The Daily Standard has posted my column on the late California Third District Court of Appeal Presiding Justice Robert Puglia and the eulogy of Justice Puglia by California Supreme Court Justice Janice Rogers Brown: “Saying good-bye to a great one.” (Thanks to Justice Puglia’s colleague Justice George Nicholson.)
UPDATE: Harvard Law School Professor William Stuntz writes:
I just read your column on Janice Rogers Brown, and…her eulogy for her colleague Justice Puglia. You did a great service by letting the rest of the world read that eulogy, which is indeed a window not only to the life of Justice Puglia but to Justice Brown’s life, and soul, as well. I’m sure I’m not the only reader who is deeply grateful.
One point about the eulogy deserves some emphasis, and I fear it’s a point that will get lost: no law clerk could have written it. Different clerks have different styles, but no law clerk writes like that. Either those words were penned by a speechwriter of Peggy Noonan quality, or they are Brown’s words. I think we can safely assume that Brown doesn’t have Noonan on her payroll.

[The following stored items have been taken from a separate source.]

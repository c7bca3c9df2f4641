//! Moves sensitive values out of storage documents and into the secret
//! store, leaving a handle behind.
//!
//! Parameters live under `<run id>-param-<name>` and outputs under
//! `<result id>-output-<name>`, so a parameter and an output sharing a name
//! never collide. Output bytes are stored base64-encoded because secret
//! stores only hold text.

use std::sync::Arc;

use base64::Engine as _;
use base64::engine::general_purpose::STANDARD;
use tracing::debug;

use crate::bundle::definition::Bundle;
use crate::context::Context;
use crate::errors::{BundleError, Result};
use crate::secrets::SecretStore;
use crate::secrets::strategy::{SOURCE_SECRET, SOURCE_VALUE, SecretStrategy, Source};
use crate::storage::documents::Output;

pub fn parameter_handle(run_id: &str, name: &str) -> String {
    format!("{run_id}-param-{name}")
}

pub fn output_handle(result_id: &str, name: &str) -> String {
    format!("{result_id}-output-{name}")
}

#[derive(Clone)]
pub struct Sanitizer {
    secrets: Arc<dyn SecretStore>,
}

impl std::fmt::Debug for Sanitizer {
    fn fmt(&self, f: &mut std::fmt::Formatter<'_>) -> std::fmt::Result {
        f.debug_struct("Sanitizer").finish_non_exhaustive()
    }
}

impl Sanitizer {
    pub fn new(secrets: Arc<dyn SecretStore>) -> Self {
        Self { secrets }
    }

    pub fn secret_store(&self) -> &Arc<dyn SecretStore> {
        &self.secrets
    }

    /// Replace sensitive literal parameter values with secret handles.
    pub async fn clean_parameters(
        &self,
        ctx: &Context,
        run_id: &str,
        bundle: &Bundle,
        params: Vec<SecretStrategy>,
    ) -> Result<Vec<SecretStrategy>> {
        let mut cleaned = Vec::with_capacity(params.len());
        for mut param in params {
            if bundle.is_sensitive_parameter(&param.name) && param.source.key == SOURCE_VALUE {
                let handle = parameter_handle(run_id, &param.name);
                self.secrets
                    .create(ctx, SOURCE_SECRET, &handle, &param.source.value)
                    .await?;
                debug!(parameter = %param.name, handle = %handle, "sanitised sensitive parameter");
                param.source = Source::new(SOURCE_SECRET, handle);
                param.resolved_value = None;
            }
            cleaned.push(param);
        }
        Ok(cleaned)
    }

    /// Turn secret handles back into literal values.
    pub async fn restore_parameters(
        &self,
        ctx: &Context,
        params: &[SecretStrategy],
    ) -> Result<Vec<SecretStrategy>> {
        let mut restored = Vec::with_capacity(params.len());
        for param in params {
            let mut param = param.clone();
            if param.source.key == SOURCE_SECRET {
                let value = self
                    .secrets
                    .resolve(ctx, SOURCE_SECRET, &param.source.value)
                    .await?;
                param.source = Source::new(SOURCE_VALUE, value);
            }
            restored.push(param);
        }
        Ok(restored)
    }

    /// Move a sensitive output's value into the secret store.
    pub async fn clean_output(&self, ctx: &Context, mut output: Output) -> Result<Output> {
        if !output.sensitive || output.value.is_empty() {
            return Ok(output);
        }
        let handle = output_handle(&output.result_id, &output.name);
        let encoded = STANDARD.encode(&output.value);
        self.secrets.create(ctx, SOURCE_SECRET, &handle, &encoded).await?;
        debug!(output = %output.name, handle = %handle, "sanitised sensitive output");
        output.key = handle;
        output.value.clear();
        Ok(output)
    }

    /// Fetch a sensitive output's value back from the secret store.
    pub async fn restore_output(&self, ctx: &Context, mut output: Output) -> Result<Output> {
        if output.key.is_empty() {
            return Ok(output);
        }
        let encoded = self.secrets.resolve(ctx, SOURCE_SECRET, &output.key).await?;
        output.value = STANDARD.decode(encoded.trim()).map_err(|e| {
            BundleError::IntegrityError(format!(
                "secret {} for output {} is not valid base64: {e}",
                output.key, output.name
            ))
        })?;
        output.key.clear();
        Ok(output)
    }
}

That matters a lot. Brown’s tribute to Justice Puglia shows a serious mind at work. You have to have some horsepower to be a good judge; the person who wrote that eulogy has a good deal of horsepower. More than that, the eulogy shows a great heart — and a marriage of mind and heart that is all too rare in the legal profession today, and all too rare on the bench. That’s a very good sign. Here’s another: the eulogy shows that Brown can think for herself. That sounds obvious enough, but a lot of judges don’t, and I suspect some of them can’t. (Read David Garrow’s article on Harry Blackmun in Legal Affairs, and you’ll see what I mean.) One of the biggest problems in America’s judiciary today is the way law clerks are used to mask judges’ inadequacies. We don’t often get to see our judges work save through the filter of their staffs. When we do, we ought to pay attention. I think some Senators would do well to pay attention to that eulogy.